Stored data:
★ ★ ★ ★
//! Per-domain TLS-terminating reverse proxy
//!
//! One `TlsTerminator` exists per intercepted domain. It presents the forged
//! leaf certificate on an ephemeral local port, reads each decrypted HTTP/1.1
//! request head, and relays the connection either to the masquerading dev
//! server (plain HTTP) or to the real production host (TLS) when the request
//! path matches a configured prefix.

use crate::ca::LeafCert;
use crate::error::{Error, Result};
use bytes::Bytes;
use std::net::SocketAddr;
use std::sync::Arc;
use tokio::io::{AsyncBufReadExt, AsyncRead, AsyncWrite, AsyncWriteExt, BufReader};
use tokio::net::{TcpListener, TcpStream};
use tokio::task::JoinHandle;
use tokio_rustls::rustls::crypto::{ring, CryptoProvider};
use tokio_rustls::rustls::pki_types::ServerName;
use tokio_rustls::rustls::{version, CipherSuite, ClientConfig, RootCertStore, ServerConfig};
use tokio_rustls::{TlsAcceptor, TlsConnector};

/// Cap on the decrypted request head, mirroring the dispatcher's limit
const MAX_HEAD_SIZE: usize = 16 * 1024;

/// Explicit cipher preference, ECDHE-RSA-AES256-GCM first. Forged leaves
/// carry ECDSA keys, so against them TLS 1.2 clients negotiate the ECDSA
/// variant; the RSA suite only matches a cert loaded with an RSA key. The
/// TLS 1.3 suites are required for the TLS 1.3 half of the version range.
const PREFERRED_SUITES: [CipherSuite; 4] = [
  CipherSuite::TLS_ECDHE_RSA_WITH_AES_256_GCM_SHA384,
  CipherSuite::TLS_ECDHE_ECDSA_WITH_AES_256_GCM_SHA384,
  CipherSuite::TLS13_AES_256_GCM_SHA384,
  CipherSuite::TLS13_CHACHA20_POLY1305_SHA256,
];

fn pinned_provider() -> CryptoProvider {
  let base = ring::default_provider();
  let suites = PREFERRED_SUITES
    .iter()
    .filter_map(|want| {
      base
        .cipher_suites
        .iter()
        .copied()
        .find(|suite| suite.suite() == *want)
    })
    .collect();

  let mut provider = base;
  provider.cipher_suites = suites;
  provider
}

/// TLS reverse proxy for one intercepted domain.
pub struct TlsTerminator {
  acceptor: TlsAcceptor,
  connector: TlsConnector,
  masquerade_host: String,
  passthrough_host: String,
  prefixes: Vec<String>,
}

impl TlsTerminator {
  /// Build a terminator from a forged leaf, the masquerading dev host, the
  /// real production host, and the prefixes that must pass through to it.
  pub fn new(
    leaf: &LeafCert,
    masquerade_host: impl Into<String>,
    passthrough_host: impl Into<String>,
    prefixes: Vec<String>,
  ) -> Result<Self> {
    let (cert_chain, key) = leaf.to_der()?;

    let server_config = ServerConfig::builder_with_provider(Arc::new(pinned_provider()))
      .with_protocol_versions(&[&version::TLS13, &version::TLS12])
      .map_err(|e| Error::tls(format!("Failed to pin TLS versions: {}", e)))?
      .with_no_client_auth()
      .with_single_cert(cert_chain, key)
      .map_err(|e| Error::tls(format!("Failed to create TLS server config: {}", e)))?;

    let mut roots = RootCertStore::empty();
    roots.extend(webpki_roots::TLS_SERVER_ROOTS.iter().cloned());
    let client_config = ClientConfig::builder_with_provider(Arc::new(ring::default_provider()))
      .with_safe_default_protocol_versions()
      .map_err(|e| Error::tls(format!("Failed to create TLS client config: {}", e)))?
      .with_root_certificates(roots)
      .with_no_client_auth();

    Ok(Self {
      acceptor: TlsAcceptor::from(Arc::new(server_config)),
      connector: TlsConnector::from(Arc::new(client_config)),
      masquerade_host: masquerade_host.into(),
      passthrough_host: passthrough_host.into(),
      prefixes,
    })
  }

  /// Bind an ephemeral local listener and serve in the background. Returns
  /// the bound address once listening has begun; there is no stop operation,
  /// the task lives until process exit.
  pub async fn start(self) -> Result<(SocketAddr, JoinHandle<()>)> {
    let listener = TcpListener::bind("127.0.0.1:0")
      .await
      .map_err(|e| Error::connection(format!("Failed to bind terminator listener: {}", e)))?;
    let addr = listener.local_addr()?;

    let terminator = Arc::new(self);
    let task = tokio::spawn(async move {
      loop {
        match listener.accept().await {
          Ok((stream, _)) => {
            let terminator = terminator.clone();
            tokio::spawn(async move {
              if let Err(e) = terminator.handle_connection(stream).await {
                tracing::debug!("terminator connection error: {}", e);
              }
            });
          }
          Err(e) => {
            tracing::error!("terminator accept failed: {}", e);
          }
        }
      }
    });

    Ok((addr, task))
  }

  async fn handle_connection(self: Arc<Self>, stream: TcpStream) -> Result<()> {
    let tls_stream = self
      .acceptor
      .accept(stream)
      .await
      .map_err(|e| Error::tls(format!("TLS handshake failed: {}", e)))?;

    let mut reader = BufReader::new(tls_stream);
    let head = read_head(&mut reader).await?;
    let path = head
      .first()
      .and_then(|line| line.split_whitespace().nth(1))
      .unwrap_or("/");

    let passthrough = matches_prefix(&self.prefixes, path);
    let outbound_head = rewrite_head(&head, &self.passthrough_host);

    // Body bytes the reader may have buffered past the head still belong to
    // the upstream.
    let leftover = Bytes::copy_from_slice(reader.buffer());
    let client = reader.into_inner();

    if passthrough {
      tracing::info!("NEXT     {} PATH {}", self.passthrough_host, path);
      let (host, addr) = split_host_port(&self.passthrough_host, 443);
      let tcp = TcpStream::connect(&addr)
        .await
        .map_err(|e| Error::connection(format!("Failed to connect to {}: {}", addr, e)))?;
      let server_name = ServerName::try_from(host.clone())
        .map_err(|_| Error::tls(format!("Invalid upstream server name: {}", host)))?;
      let mut upstream = self
        .connector
        .connect(server_name, tcp)
        .await
        .map_err(|e| Error::tls(format!("Upstream TLS handshake with {} failed: {}", host, e)))?;
      send_head(&mut upstream, &outbound_head, &leftover).await?;
      bridge(client, upstream).await;
    } else {
      tracing::debug!("MASQ     {} PATH {}", self.masquerade_host, path);
      let (_, addr) = split_host_port(&self.masquerade_host, 80);
      let mut upstream = TcpStream::connect(&addr)
        .await
        .map_err(|e| Error::connection(format!("Failed to connect to {}: {}", addr, e)))?;
      send_head(&mut upstream, &outbound_head, &leftover).await?;
      bridge(client, upstream).await;
    }

    Ok(())
  }
}

/// Literal string-prefix test, no globbing.
fn matches_prefix(prefixes: &[String], path: &str) -> bool {
  prefixes.iter().any(|prefix| path.starts_with(prefix.as_str()))
}

/// Read request-line plus header lines up to the blank separator, without
/// line terminators.
async fn read_head<R>(reader: &mut BufReader<R>) -> Result<Vec<String>>
where
  R: AsyncRead + Unpin,
{
  let mut head = Vec::new();
  let mut total = 0usize;
  loop {
    let mut line = String::new();
    let n = reader.read_line(&mut line).await?;
    if n == 0 {
      return Err(Error::invalid_request("Connection closed before request head"));
    }
    total += n;
    if total > MAX_HEAD_SIZE {
      return Err(Error::invalid_request("Request head exceeds maximum allowed"));
    }
    let line = line.trim_end_matches(['\r', '\n']);
    if line.is_empty() {
      break;
    }
    head.push(line.to_string());
  }
  if head.is_empty() {
    return Err(Error::invalid_request("Empty request head"));
  }
  Ok(head)
}

/// Rebuild the request head for the upstream: `Host` becomes the pass-through
/// host (otherwise the backend sees the intercepted domain and its redirects
/// loop back into this proxy), and `Connection: close` is forced so one
/// connection carries one request.
fn rewrite_head(head: &[String], host: &str) -> Vec<u8> {
  let mut out = String::with_capacity(MAX_HEAD_SIZE.min(1024));
  out.push_str(&head[0]);
  out.push_str("\r\n");
  out.push_str("Host: ");
  out.push_str(host);
  out.push_str("\r\nConnection: close\r\n");
  for line in &head[1..] {
    let name = line.split(':').next().unwrap_or("");
    if name.eq_ignore_ascii_case("host")
      || name.eq_ignore_ascii_case("connection")
      || name.eq_ignore_ascii_case("proxy-connection")
    {
      continue;
    }
    out.push_str(line);
    out.push_str("\r\n");
  }
  out.push_str("\r\n");
  out.into_bytes()
}

fn split_host_port(host: &str, default_port: u16) -> (String, String) {
  match host.rsplit_once(':') {
    Some((name, port)) if port.parse::<u16>().is_ok() => {
      (name.to_string(), host.to_string())
    }
    _ => (host.to_string(), format!("{}:{}", host, default_port)),
  }
}

async fn send_head<W>(upstream: &mut W, head: &[u8], leftover: &[u8]) -> Result<()>
where
  W: AsyncWrite + Unpin,
{
  upstream.write_all(head).await?;
  if !leftover.is_empty() {
    upstream.write_all(leftover).await?;
  }
  upstream.flush().await?;
  Ok(())
}

/// Relay remaining bytes both ways until either side finishes. Each
/// direction shuts down its destination on EOF so a TLS peer receives
/// close_notify; the first direction done tears the other down.
async fn bridge<A, B>(a: A, b: B)
where
  A: AsyncRead + AsyncWrite + Send + Unpin + 'static,
  B: AsyncRead + AsyncWrite + Send + Unpin + 'static,
{
  let (mut a_read, mut a_write) = tokio::io::split(a);
  let (mut b_read, mut b_write) = tokio::io::split(b);

  let mut a_to_b = tokio::spawn(async move {
    let _ = tokio::io::copy(&mut a_read, &mut b_write).await;
    let _ = b_write.shutdown().await;
  });
  let mut b_to_a = tokio::spawn(async move {
    let _ = tokio::io::copy(&mut b_read, &mut a_write).await;
    let _ = a_write.shutdown().await;
  });

  tokio::select! {
    _ = &mut a_to_b => b_to_a.abort(),
    _ = &mut b_to_a => a_to_b.abort(),
  }
}
//! TLS-intercepting CONNECT proxy for local web-app development
//!
//! A client is pointed at this proxy and believes it is talking TLS end to
//! end to a production domain; the proxy forges a leaf certificate for that
//! domain (signed by a locally trusted fake root CA), terminates TLS itself,
//! and serves the decrypted requests from a local dev server masquerading as
//! the production host. Requests under configured path prefixes pass through
//! to the real host instead.
//!
//! # Example
//!
//! ```no_run
//! use hostmasq::{ConnectProxy, FakeCa, HostRouter};
//! use std::sync::Arc;
//! use tokio::net::TcpListener;
//! use tokio::sync::mpsc;
//!
//! #[tokio::main]
//! async fn main() -> Result<(), Box<dyn std::error::Error>> {
//!     let ca = FakeCa::generate()?;
//!     let router = HostRouter::from_flags(
//!         &["yoursite.com:443,127.0.0.1:7777".to_string()],
//!         &["yoursite.com:443,/api".to_string()],
//!     );
//!     let (shutdown_tx, mut shutdown_rx) = mpsc::channel(1);
//!     let proxy = Arc::new(ConnectProxy::new(ca, router, shutdown_tx));
//!
//!     let listener = TcpListener::bind("127.0.0.1:9999").await?;
//!     loop {
//!         tokio::select! {
//!             _ = shutdown_rx.recv() => break,
//!             accepted = listener.accept() => {
//!                 let (stream, _) = accepted?;
//!                 let proxy = proxy.clone();
//!                 tokio::spawn(async move {
//!                     let _ = proxy.handle_connection(stream).await;
//!                 });
//!             }
//!         }
//!     }
//!     Ok(())
//! }
//! ```

mod ca;
mod dispatcher;
mod error;
mod router;
mod terminator;

pub use ca::{FakeCa, LeafCert};
pub use dispatcher::{tunnel, ConnectProxy, DomainProxyRecord, SHUTDOWN_PATH};
pub use error::{Error, Result};
pub use router::{host_key, HostPair, HostRouter, PrefixPair};
pub use terminator::TlsTerminator;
★ ★ ★ ★
▸ TASK
Would you copy each line of the records that contains "BufReader"?

▸ EXERCISE RESULT
use tokio::io::{AsyncBufReadExt, AsyncRead, AsyncWrite, AsyncWriteExt, BufReader};
    let mut reader = BufReader::new(tls_stream);
async fn read_head<R>(reader: &mut BufReader<R>) -> Result<Vec<String>>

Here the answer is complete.